No, but we should do so with a heart of joy and gratitude as we trust in God’s care.
So what does Jesus have to say about our possessions? Reading the New Testament it is clear throughout this time most Jews and then Christians lived in their own houses with their own goods around them. There is no sense of them being seen as second class followers of Jesus. Jesus is not telling most of us to sell all we have and give it away to the poor, the church or anyone else.
So what is Jesus telling us to do? What is being ‘rich towards God’ in verse 21 or ‘treasure in heaven’ in verse 33? Is this something we only see when we die?
Tom Wright says Heaven is God’s sphere of created reality, which will one day colonise our earth completely. What matters is that the Kingdom of God is bringing the values and priorities of God himself to bear on the greed and anxiety of the world. Those who welcome Jesus and his kingdom message must learn to abandon the latter and live by the former.

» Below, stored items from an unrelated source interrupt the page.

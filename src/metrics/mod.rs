//! Cache statistics.
//!
//! Counters only move when statistics are enabled in the configuration;
//! gauges describing the cluster are always kept current. `current_entries`
//! is read from the entry store when a snapshot is taken, and the
//! cluster-wide entry count is gathered on demand by the cache.
//!
//! # Example
//!
//! ```rust,ignore
//! let stats = CacheStats::new(true);
//! stats.record_hit();
//! stats.record_miss();
//!
//! let snapshot = stats.snapshot(0);
//! assert_eq!(snapshot.hit_ratio, 0.5);
//! ```

mod counters;
mod gauges;

pub use counters::Counter;
pub use gauges::Gauge;

use parking_lot::Mutex;
use serde::Serialize;

/// A write acknowledged by fewer owners than configured.
#[derive(Debug, Clone, PartialEq, Eq, Serialize)]
pub struct DegradedReplication {
    /// Key of the write.
    pub key: String,
    /// Owners that acknowledged.
    pub acked: usize,
    /// Configured number of owners.
    pub expected: usize,
    /// When the write completed, in milliseconds since the UNIX epoch.
    pub at_ms: u64,
}

/// Counters kept by a cache node.
#[derive(Debug)]
pub struct CacheStats {
    enabled: bool,

    /// Reads served from a live entry.
    pub hits: Counter,
    /// Reads that found nothing.
    pub misses: Counter,
    /// Puts issued by this node.
    pub stores: Counter,
    /// Removes issued by this node.
    pub removes: Counter,
    /// Entries found expired, lazily or by the reaper.
    pub expirations: Counter,
    /// Entries dropped because this node stopped owning their segment.
    pub evictions: Counter,
    /// Successful loader invocations.
    pub loads: Counter,
    /// Failed or timed out loader invocations.
    pub load_failures: Counter,
    /// Puts acknowledged by fewer owners than configured.
    pub degraded_writes: Counter,

    /// Members of the current view.
    pub cluster_members: Gauge,
    /// Segments still migrating after the last view change.
    pub migrating_segments: Gauge,

    last_degraded: Mutex<Option<DegradedReplication>>,
}

impl CacheStats {
    /// Create statistics; with `enabled == false` counters stay at zero.
    pub fn new(enabled: bool) -> Self {
        Self {
            enabled,
            hits: Counter::new("cache_hits", "Reads served from a live entry"),
            misses: Counter::new("cache_misses", "Reads that found no live entry"),
            stores: Counter::new("cache_stores", "Puts issued by this node"),
            removes: Counter::new("cache_removes", "Removes issued by this node"),
            expirations: Counter::new("cache_expirations", "Entries found expired"),
            evictions: Counter::new("cache_evictions", "Entries dropped after losing ownership"),
            loads: Counter::new("cache_loads", "Successful value loads"),
            load_failures: Counter::new("cache_load_failures", "Failed value loads"),
            degraded_writes: Counter::new("cache_degraded_writes", "Puts acknowledged by too few owners"),
            cluster_members: Gauge::new("cluster_members", "Members in the current view"),
            migrating_segments: Gauge::new("cluster_migrating_segments", "Segments being transferred"),
            last_degraded: Mutex::new(None),
        }
    }

    fn count(&self, counter: &Counter, n: u64) {
        if self.enabled && n > 0 {
            counter.inc_by(n);
        }
    }

    pub fn record_hit(&self) {
        self.count(&self.hits, 1);
    }

    pub fn record_miss(&self) {
        self.count(&self.misses, 1);
    }

    pub fn record_store(&self) {
        self.count(&self.stores, 1);
    }

    pub fn record_remove(&self) {
        self.count(&self.removes, 1);
    }

    pub fn record_expirations(&self, n: u64) {
        self.count(&self.expirations, n);
    }

    pub fn record_evictions(&self, n: u64) {
        self.count(&self.evictions, n);
    }

    /// Record the outcome of a loader invocation.
    pub fn record_load(&self, success: bool) {
        if success {
            self.count(&self.loads, 1);
        } else {
            self.count(&self.load_failures, 1);
        }
    }

    /// Record a write that reached fewer owners than configured.
    pub fn record_degraded(&self, degraded: DegradedReplication) {
        if !self.enabled {
            return;
        }
        self.degraded_writes.inc();
        *self.last_degraded.lock() = Some(degraded);
    }

    /// Update the cluster gauges after a view change.
    pub fn update_cluster(&self, members: usize, migrating_segments: usize) {
        self.cluster_members.set(members as i64);
        self.migrating_segments.set(migrating_segments as i64);
    }

    /// Take a snapshot; `current_entries` is the local entry count.
    pub fn snapshot(&self, current_entries: usize) -> StatsSnapshot {
        let hits = self.hits.get();
        let misses = self.misses.get();
        let reads = hits + misses;
        StatsSnapshot {
            hits,
            misses,
            hit_ratio: if reads == 0 {
                0.0
            } else {
                hits as f64 / reads as f64
            },
            stores: self.stores.get(),
            removes: self.removes.get(),
            expirations: self.expirations.get(),
            evictions: self.evictions.get(),
            loads: self.loads.get(),
            load_failures: self.load_failures.get(),
            degraded_writes: self.degraded_writes.get(),
            last_degraded: self.last_degraded.lock().clone(),
            current_entries: current_entries as u64,
            cluster_members: self.cluster_members.get().max(0) as usize,
            migrating_segments: self.migrating_segments.get().max(0) as usize,
        }
    }

    /// Format the counters and gauges in Prometheus exposition format.
    pub fn to_prometheus(&self, current_entries: usize) -> String {
        let mut output = String::new();

        macro_rules! add_metric {
            ($kind:literal, $metric:expr) => {
                output.push_str(&format!(
                    "# HELP {} {}\n# TYPE {} {}\n{} {}\n",
                    $metric.name(),
                    $metric.help(),
                    $metric.name(),
                    $kind,
                    $metric.name(),
                    $metric.get()
                ));
            };
        }

        add_metric!("counter", self.hits);
        add_metric!("counter", self.misses);
        add_metric!("counter", self.stores);
        add_metric!("counter", self.removes);
        add_metric!("counter", self.expirations);
        add_metric!("counter", self.evictions);
        add_metric!("counter", self.loads);
        add_metric!("counter", self.load_failures);
        add_metric!("counter", self.degraded_writes);
        add_metric!("gauge", self.cluster_members);
        add_metric!("gauge", self.migrating_segments);

        output.push_str(&format!(
            "# HELP cache_entries Live entries held locally\n\
             # TYPE cache_entries gauge\n\
             cache_entries {}\n",
            current_entries
        ));

        output
    }
}

/// Point-in-time copy of a node's statistics.
#[derive(Debug, Clone, PartialEq, Serialize)]
pub struct StatsSnapshot {
    pub hits: u64,
    pub misses: u64,
    /// `hits / (hits + misses)`, 0.0 before the first read.
    pub hit_ratio: f64,
    pub stores: u64,
    pub removes: u64,
    pub expirations: u64,
    pub evictions: u64,
    pub loads: u64,
    pub load_failures: u64,
    pub degraded_writes: u64,
    /// Most recent degraded write, if any.
    pub last_degraded: Option<DegradedReplication>,
    /// Entries held locally.
    pub current_entries: u64,
    pub cluster_members: usize,
    pub migrating_segments: usize,
}

#[cfg(test)]
mod tests {
    use super::*;

    #[test]
    fn test_hit_ratio() {
        let stats = CacheStats::new(true);
        assert_eq!(stats.snapshot(0).hit_ratio, 0.0);

        stats.record_miss();
        stats.record_hit();
        let snapshot = stats.snapshot(1);
        assert_eq!(snapshot.hits, 1);
        assert_eq!(snapshot.misses, 1);
        assert!((snapshot.hit_ratio - 0.5).abs() < f64::EPSILON);
        assert_eq!(snapshot.current_entries, 1);
    }

    #[test]
    fn test_disabled_stats_do_not_count() {
        let stats = CacheStats::new(false);
        stats.record_hit();
        stats.record_store();
        stats.record_expirations(3);
        stats.record_degraded(DegradedReplication {
            key: "x".into(),
            acked: 1,
            expected: 2,
            at_ms: 0,
        });

        let snapshot = stats.snapshot(7);
        assert_eq!(snapshot.hits, 0);
        assert_eq!(snapshot.stores, 0);
        assert_eq!(snapshot.expirations, 0);
        assert_eq!(snapshot.degraded_writes, 0);
        assert!(snapshot.last_degraded.is_none());
        assert_eq!(snapshot.current_entries, 7);
    }

    #[test]
    fn test_degraded_keeps_latest() {
        let stats = CacheStats::new(true);
        for acked in [1, 0] {
            stats.record_degraded(DegradedReplication {
                key: format!("k{}", acked),
                acked,
                expected: 2,
                at_ms: 10,
            });
        }
        let snapshot = stats.snapshot(0);
        assert_eq!(snapshot.degraded_writes, 2);
        assert_eq!(snapshot.last_degraded.unwrap().key, "k0");
    }

    #[test]
    fn test_cluster_gauges_ignore_enabled_flag() {
        let stats = CacheStats::new(false);
        stats.update_cluster(3, 12);
        let snapshot = stats.snapshot(0);
        assert_eq!(snapshot.cluster_members, 3);
        assert_eq!(snapshot.migrating_segments, 12);
    }

    #[test]
    fn test_prometheus_output() {
        let stats = CacheStats::new(true);
        stats.record_hit();

        let output = stats.to_prometheus(4);
        assert!(output.contains("# TYPE cache_hits counter\ncache_hits 1"));
        assert!(output.contains("# TYPE cluster_members gauge"));
        assert!(output.contains("cache_entries 4"));
    }
}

As so often Jesus is teaching on his favourite subject the Kingdom of God. He is telling us to use our money and possessions wisely as citizens of the Kingdom.
Practical action
So what is the practical outworking of this? Jesus cares about our attitude and the way we use our money and possessions. He wants us to hold our money and possessions lightly and to use them to help build God’s Kingdom here on earth and for eternity.
So what should we do?
We should pray about the choices we make with money and possessions? We should be accountable to God and perhaps to others for our stewardship of what we have? We should look for opportunities to use our money and possessions to build God’s Kingdom now and for eternity.
Our world tells us that what we have we deserve. That we have earned it by our hard work. By implication that condemns all those who have not. In truth hard work is never the whole story of success. The good fortune of birth, physical size and wellbeing, avoiding serious illness, being in the right place at the right time, being chosen when others have been passed over, all help to create success or if we are less fortunate prevent it. All have had a major effect on our life chances. If we recognise the reality that all we have gained in this life is a gift as much as it is a result of our hard work, perhaps it will be easier to be generous in using our money and possessions to build God’s Kingdom inside and outside the church.
Prayer
It would be good to spend some time thanking God for His good gifts to us, for all that we have received for Our Father has led and guided us throughout our days.
It would be good to pray that He will break any hold that money and possessions have on us that prevent us seeking more of His Presence in our lives and more of His Kingdom in our Church, our workplace, our home and our country.
Lastly it would be good to pray that He will give us hearts of generosity for God’s Kingdom and those who good fortune has passed by.